A few days ago, Hamas, the governing authority of the Gaza Strip, launched a surprise attack against Israel, killing hundreds of civilians, primarily across the nation’s south. In response, Israel declared war on Hamas. On Sunday, October 8, 2023, Hezbollah, a Lebanese terrorist group, launched rockets into Israel as well, resulting in Israel launching retaliatory attacks into Lebanon. The attacks were supported, albeit unofficially, by Iran, whose Islamic Revolutionary Guard Corps reportedly approved the attacks last week.

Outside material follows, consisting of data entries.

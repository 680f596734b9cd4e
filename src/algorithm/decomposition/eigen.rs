//! # Eigenvalues through QR iteration
//!
//! Repeatedly decompose the iterate as `Q R` and continue with `R Q`, which is similar to it. The
//! iterate tends to an upper triangular matrix with the eigenvalues on its diagonal, while the
//! product of all `Q`'s tends to a matrix whose columns are eigenvectors (for real eigenvalues).
//!
//! Matrices with complex conjugate eigenvalue pairs keep 2 x 2 blocks on the diagonal and don't
//! converge; the iteration cap guarantees termination.
use log::debug;

use crate::algorithm::decomposition::Decomposition;
use crate::algorithm::decomposition::qr::QR;
use crate::data::linear_algebra::EPSILON;
use crate::data::linear_algebra::matrix::Matrix;
use crate::data::linear_algebra::vector::Vector;
use crate::error::{LinearAlgebraError, Result};

/// Stopping criteria of the QR iteration.
#[derive(Copy, Clone, Debug, PartialEq)]
pub struct EigenSettings {
    /// Maximum number of iterations.
    pub max_iterations: usize,
    /// Iteration stops once the sum of the absolute values below the diagonal is smaller.
    pub epsilon: f64,
}

impl Default for EigenSettings {
    fn default() -> Self {
        Self {
            max_iterations: 1_000,
            epsilon: EPSILON,
        }
    }
}

/// Result of the QR iteration.
#[derive(Clone, Debug, PartialEq)]
pub struct Eigen {
    triangular: Matrix,
    transform: Matrix,

    iterations: usize,
    converged: bool,
}

/// Sum of the absolute values strictly below the diagonal.
fn lower_mass(matrix: &Matrix) -> f64 {
    matrix.rows()
        .map(|(i, row)| row.iter()
            .take_while(|&&(j, _)| j < i)
            .map(|(_, value)| value.abs())
            .sum::<f64>())
        .sum()
}

impl Decomposition for Eigen {
    /// Iterate with the default settings.
    fn decompose(matrix: &Matrix) -> Result<Self> {
        Self::decompose_with(matrix, EigenSettings::default())
    }
}

impl Eigen {
    /// Iterate until the iterate is close to upper triangular, or the iteration cap is hit.
    ///
    /// # Return value
    ///
    /// `DimensionMismatch` if the matrix is not square. Not converging is not an error, see
    /// `converged`.
    pub fn decompose_with(matrix: &Matrix, settings: EigenSettings) -> Result<Self> {
        let n = matrix.nr_rows();
        if matrix.nr_columns() != n {
            return Err(LinearAlgebraError::DimensionMismatch { expected: matrix.nr_columns(), found: n });
        }

        let mut iterate = matrix.clone();
        let mut transform = Matrix::identity(n).with_tolerance(matrix.tolerance());

        let mut iterations = 0;
        let mut converged = lower_mass(&iterate) < settings.epsilon;
        while !converged && iterations < settings.max_iterations {
            let (q, r) = QR::decompose(&iterate)?.into_parts();
            iterate = r.multiply(&q)?;
            transform = transform.multiply(&q)?;

            iterations += 1;
            converged = lower_mass(&iterate) < settings.epsilon;
        }

        if converged {
            debug!("QR iteration converged after {iterations} iterations");
        } else {
            debug!(
                "QR iteration stopped after {iterations} iterations, mass below the diagonal is {}",
                lower_mass(&iterate),
            );
        }

        Ok(Self { triangular: iterate, transform, iterations, converged })
    }

    /// The final, (nearly) upper triangular iterate.
    pub fn triangular(&self) -> &Matrix {
        &self.triangular
    }

    /// Product of all orthogonal factors.
    pub fn transform(&self) -> &Matrix {
        &self.transform
    }

    /// Eigenvalue estimates: the diagonal of the final iterate.
    pub fn eigenvalues(&self) -> Vec<f64> {
        (0..self.triangular.nr_rows())
            .map(|i| self.triangular.get(i, i))
            .collect()
    }

    /// Eigenvector estimates: the columns of the transform, in the order of `eigenvalues`.
    ///
    /// Only accurate for symmetric matrices; otherwise these are Schur vectors.
    pub fn eigenvectors(&self) -> Vec<Vector> {
        self.transform.column_vectors()
    }

    /// Number of QR steps taken.
    pub fn iterations(&self) -> usize {
        self.iterations
    }

    /// Whether the iteration stopped because the mass below the diagonal became small enough.
    pub fn converged(&self) -> bool {
        self.converged
    }
}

I have written elsewhere at length about the Israeli-Palestinian conflict, the legitimate grievances of the Palestinians, the path forward for peace, the justification for Israeli policies, and the righteousness of their last war (in 2021) against Hamas. In summary, while the Palestinian people have, in many ways, gotten the short end of the stick, the violent reaction of groups such as Hamas are both counterproductive and evil. It would ultimately be better for both the Israeli and Palestinian people if the latter were to lay down their arms and devote themselves to securing independence by strictly nonviolent means. It would be both more moral and more effective. Many of those who tentatively support Israel, despite their critiques of its government, because of the brutality of Hamas could then unequivocally support the cause of Palestine. Those who currently full heartedly support Israel because of the justness of its self defense would feel much more conflicted without images of rockets raining down on cities to bolster their convictions.

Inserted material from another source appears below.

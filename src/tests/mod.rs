//! # Scenario tests that require a look inside the crate.
//!
//! Each module works through a single small problem with known answers, across several modules of
//! the crate.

But things are the way they are, and another spin in the cycle of violence has begun. This war will likely go the way of all the others, with a few days or weeks of fighting resulting in Hamas’s continued ability to wage war being destroyed, after which a ceasefire will be negotiated. Borders may shift, and Israel may feel the need to maintain a permanent military presence in Gaza. The balance of power may shift in the Middle East, perhaps with Saudi Arabia deciding that Iran is even more dangerous than supposed and that further allying with Israel is a strategic necessity. They may decide, perhaps, that allying with Israel is not worth the trouble Iran is obviously capable of making. Regardless, life will go on, Hamas will lick their wounds, and the same story will repeat in a few years.
There are not many alternatives to the above scenario. One is that Israel succeeds in winning a more definite victory and liberates Gaza entirely. Perhaps this will be the war that causes the Palestinian people to finally become fed up with Hamas and seek a more effective government. Perhaps this war will mark the beginning of a new and more permanent peace. This is certainly possible, but I would not bet on it.
The other major alternative, that Israel loses the war, is also very unlikely. The reason why Israel has never lost a war since its founding is that, were it ever to lose a war, Israel would cease to exist shortly thereafter. No matter how much ground they gain, Hamas will not stop fighting until they control everything from the Jordan River to the Mediterranean Sea. However much they win, they will just keep pushing until Israel is no more. Israel knows this and thus fights with the desperation of one who has been backed into a corner– in a way that the Palestinians do not. If Hamas loses the war, it will continue to exist, and its leaders will generally enjoy the lives they have lived in the era before the war. If Israel loses the war, the life her people have built in Israel will be no more, and her people will once more be scattered across the world.
Given that this war is a matter of existential survival to one side and not the other, can you doubt who has the greater will to win?